The manatees are commonly spotted around Belize City, Gales Point, Placencia, Seine Bight, Monkey River and other coastal communities. Most manatee deaths have been recorded in the Belize District because there is a large population of the animal in the Belize River. Jamal Galvez says they are lobbying for the protection of this area.

 

Jamal Galvez

“Belize City is the hot spot for manatees in regards to incidents because the area has a lot of manatees specifically around the river because manatees need fresh water, so they tend to congregate around this area but this is a heavily trafficked area due to tourism activities and very little regulation in place, patrols, monitoring and enforcement are lacking as well. So, it is a lot of unregulated boating activities that result into manatees being hit by boats. Placencia continues to be a critical area for manatees, specifically the Placencia lagoon, which is not protected.
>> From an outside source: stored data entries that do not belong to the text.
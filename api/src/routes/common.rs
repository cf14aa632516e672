//! Shared response DTOs and the error-to-status mapping used by every handler.

use axum::{Json, http::StatusCode};
use chrono::{NaiveDate, NaiveDateTime, NaiveTime};
use db::models::attendance_record::{self, AttendanceStatus};
use db::models::{attendance_schedule, excuse, notification};
use serde::Serialize;
use services::AttendanceError;
use validator::ValidationErrors;

use crate::response::ApiResponse;

pub type ApiResult<T> = (StatusCode, Json<ApiResponse<T>>);

const GENERIC_ERROR: &str = "An unexpected error occurred. Please try again later.";

pub fn status_for(err: &AttendanceError) -> StatusCode {
    match err {
        AttendanceError::Unauthenticated => StatusCode::UNAUTHORIZED,
        AttendanceError::Forbidden(_)
        | AttendanceError::GeofenceRejected { .. }
        | AttendanceError::FaceAuthRejected { .. } => StatusCode::FORBIDDEN,
        AttendanceError::NotFound(_) => StatusCode::NOT_FOUND,
        AttendanceError::Conflict(_)
        | AttendanceError::AlreadyMarked
        | AttendanceError::NoActiveWindow => StatusCode::CONFLICT,
        AttendanceError::Validation(_) => StatusCode::BAD_REQUEST,
        AttendanceError::NoFaceDetected | AttendanceError::NoEnrollment => {
            StatusCode::UNPROCESSABLE_ENTITY
        }
        AttendanceError::Timeout => StatusCode::GATEWAY_TIMEOUT,
        AttendanceError::Database(_) | AttendanceError::Internal(_) => {
            StatusCode::INTERNAL_SERVER_ERROR
        }
    }
}

/// Maps a service error onto the response envelope. Storage and internal
/// failures are logged and replaced by a generic message.
pub fn error_response<T: Serialize + Default>(err: AttendanceError) -> ApiResult<T> {
    let status = status_for(&err);
    let message = if status == StatusCode::INTERNAL_SERVER_ERROR {
        tracing::error!(error = %err, "Request failed");
        GENERIC_ERROR.to_string()
    } else {
        err.to_string()
    };
    (status, Json(ApiResponse::error(message)))
}

pub fn format_validation_errors(errors: &ValidationErrors) -> String {
    errors
        .field_errors()
        .values()
        .flat_map(|errs| {
            errs.iter()
                .filter_map(|e| e.message.as_ref().map(|m| m.to_string()))
        })
        .collect::<Vec<_>>()
        .join("; ")
}

pub fn validation_failed<T: Serialize + Default>(errors: &ValidationErrors) -> ApiResult<T> {
    (
        StatusCode::BAD_REQUEST,
        Json(ApiResponse::error(format_validation_errors(errors))),
    )
}

#[derive(Debug, Serialize, Default)]
pub struct ScheduleResponse {
    pub id: i64,
    pub room_id: i64,
    pub name: String,
    pub description: Option<String>,
    pub date: NaiveDate,
    pub start_time: NaiveTime,
    pub end_time: NaiveTime,
    pub archived: bool,
}

impl From<attendance_schedule::Model> for ScheduleResponse {
    fn from(s: attendance_schedule::Model) -> Self {
        Self {
            id: s.id,
            room_id: s.room_id,
            name: s.name,
            description: s.description,
            date: s.date,
            start_time: s.start_time,
            end_time: s.end_time,
            archived: s.archived,
        }
    }
}

#[derive(Debug, Serialize, Default)]
pub struct RecordResponse {
    pub id: i64,
    pub user_id: i64,
    pub schedule_id: i64,
    pub status: AttendanceStatus,
    pub taken_at: Option<NaiveDateTime>,
}

impl From<attendance_record::Model> for RecordResponse {
    fn from(r: attendance_record::Model) -> Self {
        Self {
            id: r.id,
            user_id: r.user_id,
            schedule_id: r.schedule_id,
            status: r.status,
            taken_at: r.taken_at,
        }
    }
}

#[derive(Debug, Serialize, Default)]
pub struct ExcuseResponse {
    pub user_id: i64,
    pub schedule_id: i64,
    pub reason: Option<String>,
    pub created_at: String,
}

impl From<excuse::Model> for ExcuseResponse {
    fn from(e: excuse::Model) -> Self {
        Self {
            user_id: e.user_id,
            schedule_id: e.schedule_id,
            reason: e.reason,
            created_at: e.created_at.to_rfc3339(),
        }
    }
}

#[derive(Debug, Serialize)]
pub struct NotificationResponse {
    pub id: i64,
    pub title: String,
    pub message: String,
    pub room_id: Option<i64>,
    pub is_read: bool,
    pub created_at: String,
}

impl From<notification::Model> for NotificationResponse {
    fn from(n: notification::Model) -> Self {
        Self {
            id: n.id,
            title: n.title,
            message: n.message,
            room_id: n.room_id,
            is_read: n.is_read,
            created_at: n.created_at.to_rfc3339(),
        }
    }
}

#[cfg(test)]
mod tests {
    use super::*;

    #[test]
    fn rejections_are_forbidden_and_conflicts_are_409() {
        assert_eq!(
            status_for(&AttendanceError::GeofenceRejected { distance: 73.4 }),
            StatusCode::FORBIDDEN
        );
        assert_eq!(status_for(&AttendanceError::AlreadyMarked), StatusCode::CONFLICT);
        assert_eq!(status_for(&AttendanceError::NoActiveWindow), StatusCode::CONFLICT);
        assert_eq!(status_for(&AttendanceError::Timeout), StatusCode::GATEWAY_TIMEOUT);
    }

    #[test]
    fn internal_errors_are_hidden() {
        let (status, Json(body)) =
            error_response::<()>(AttendanceError::Internal("pool exploded".into()));
        assert_eq!(status, StatusCode::INTERNAL_SERVER_ERROR);
        assert_eq!(body.message, GENERIC_ERROR);
    }

    #[test]
    fn geofence_message_carries_distance() {
        let (_, Json(body)) =
            error_response::<()>(AttendanceError::GeofenceRejected { distance: 73.456 });
        assert!(body.message.contains("73.46 meters"), "{}", body.message);
    }
}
That area is very important to manatees and a lot of other species it serves as an important habit.  We need to start looking in terms of long term and stop thinking short term because these species will go extinct if we are thinking in that short term mind frame. We need better protection for this area, especially the Belize River. I have been lobbying to get protection for a while. The area is not only an area for manatees but it is actually the place we get our water from but there is no protection there. You can actually go and do whatever you want in that river.”

 

To Galvez’s disappointment, not many boaters are attending today’s workshop. But he says that they have seen small gains through the awareness efforts over the years.

 

Jamal Galvez

“We continue to emphasize, advertise, bring awareness and ask that boat captains show up to these workshops because it is critical for them to get the information because they are the ones driving the boat and they are ones breaching most of these regulations. There is not a mandate in place and so we continue to lobby the government to see if they can put something in place to see because every year we are going to continue to have this workshop and we are not going to make as much impact if we don’t have the relevant individuals here. We’re seeing some positive indications; small steps in the right direction. We are not seeing as close to what I expect it would have been over the years. However, having the workshop every year kind seems repetitive but it also serves as a refresher. I have seen six months after the workshop everybody is in compliance, but that six months after that nobody is in compliance or limited people are in compliance, so it shows that it needs to be done.”

 

Reporting for News Five, I’m Andrea Polanco.

 

Galvez says that the series of workshop are being funded by MarFund, Colombus Zoo, Harvest Caye and other donors.


Viewers please note: This Internet newscast is a verbatim transcript of our evening television newscast. Where speakers use Kriol, we attempt to faithfully reproduce the quotes using a standard spelling system.